Ling-Yuh Shyu1, Hao-Hung Tsai2, 3, Yi-Hsin Wang2, Shin-Tai Chong2, 4, Jun-Cheng Weng2, 3
1Department of Parasitology, Chung Shan Medical University, Taichung, Taiwan; 2School of Medical Imaging and Radiological Sciences, Chung Shan Medical University, Taichung, Taiwan; 3Department of Medical Imaging, Chung Shan Medical University Hospital, Taichung, Taiwan; 4Institute of Neuroscience, National Yang-Ming University, Taipei, Taiwan
Angiostrongylus cantonensis (A. cantonensis) is a zoonotic nematode parasite residing in the pulmonary arteries and brain of rats. It was first identified and described by Chen in Canton, China, and was reported to cause human diseases in 1945 in Taiwan. Now A. cantonensis is the major cause human eosinophilic meningitis in Taiwan. However, the features of the pathological changes in the brain were limited to diagnostic techniques. Previously the diagnosis was established by immunodiagnosis, lumbar puncture and eosinophilia examination.

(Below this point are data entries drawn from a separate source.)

use chrono::{DateTime, Utc};
use sqlx::PgConnection;
use uuid::Uuid;

use crate::models::{Booking, BookingStatus};

/// Everything the return flow needs in one locked read: the booking row
/// joined with its payment and car. `FOR UPDATE OF b` serializes
/// concurrent returns of the same booking.
#[derive(Debug, Clone, sqlx::FromRow)]
pub struct SettlementRow {
    pub id: Uuid,
    pub car_id: Uuid,
    pub start_time: DateTime<Utc>,
    pub end_time: DateTime<Utc>,
    pub status: BookingStatus,
    pub processor_ref: String,
    pub daily_rate_cents: i64,
}

pub async fn insert(
    conn: &mut PgConnection,
    car_id: Uuid,
    customer_id: Uuid,
    start_time: DateTime<Utc>,
    end_time: DateTime<Utc>,
) -> Result<Uuid, sqlx::Error> {
    sqlx::query_scalar(
        "INSERT INTO bookings (car_id, customer_id, start_time, end_time, status)
         VALUES ($1, $2, $3, $4, 'pending')
         RETURNING id",
    )
    .bind(car_id)
    .bind(customer_id)
    .bind(start_time)
    .bind(end_time)
    .fetch_one(conn)
    .await
}

pub async fn find(conn: &mut PgConnection, id: Uuid) -> Result<Option<Booking>, sqlx::Error> {
    sqlx::query_as::<_, Booking>(
        "SELECT id, car_id, customer_id, start_time, end_time, status,
                final_odometer, damage_cost_cents, total_amount_cents, created_at, updated_at
         FROM bookings WHERE id = $1",
    )
    .bind(id)
    .fetch_optional(conn)
    .await
}

pub async fn lock_settlement(
    conn: &mut PgConnection,
    id: Uuid,
) -> Result<Option<SettlementRow>, sqlx::Error> {
    sqlx::query_as::<_, SettlementRow>(
        "SELECT b.id, b.car_id, b.start_time, b.end_time, b.status,
                p.processor_ref, c.daily_rate_cents
         FROM bookings b
         JOIN payments p ON p.booking_id = b.id
         JOIN cars c ON c.id = b.car_id
         WHERE b.id = $1
         FOR UPDATE OF b",
    )
    .bind(id)
    .fetch_optional(conn)
    .await
}

pub async fn complete(
    conn: &mut PgConnection,
    id: Uuid,
    final_odometer: i64,
    damage_cost_cents: i64,
    total_amount_cents: i64,
) -> Result<(), sqlx::Error> {
    sqlx::query(
        "UPDATE bookings
         SET status = 'completed', final_odometer = $1, damage_cost_cents = $2,
             total_amount_cents = $3, updated_at = now()
         WHERE id = $4",
    )
    .bind(final_odometer)
    .bind(damage_cost_cents)
    .bind(total_amount_cents)
    .bind(id)
    .execute(conn)
    .await?;
    Ok(())
}
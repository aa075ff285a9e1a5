use chrono::{DateTime, Utc};
use serde::{Deserialize, Serialize};
use uuid::Uuid;

#[derive(Debug, Clone, Serialize, Deserialize, sqlx::FromRow)]
pub struct Customer {
    pub id: Uuid,
    pub email: String,
    pub first_name: String,
    pub last_name: String,
    pub created_at: DateTime<Utc>,
}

Fourth- or fifth-stage larvae could be found in the cerebrospinal fluid (CSF) with lumbar puncture. Improper puncture and false immune response resulted in an erroneous diagnosis. Therefore, the purpose of this study was to longitudinally monitor the lesion localization, pathological changes and angiostrongyliasis characterization of rat brain infected with different numbers of A. cantonensis larvae by MRI techniques. The results were also verified with histopathological study. The association between the clinical features of the rats and MRI findings was also addressed.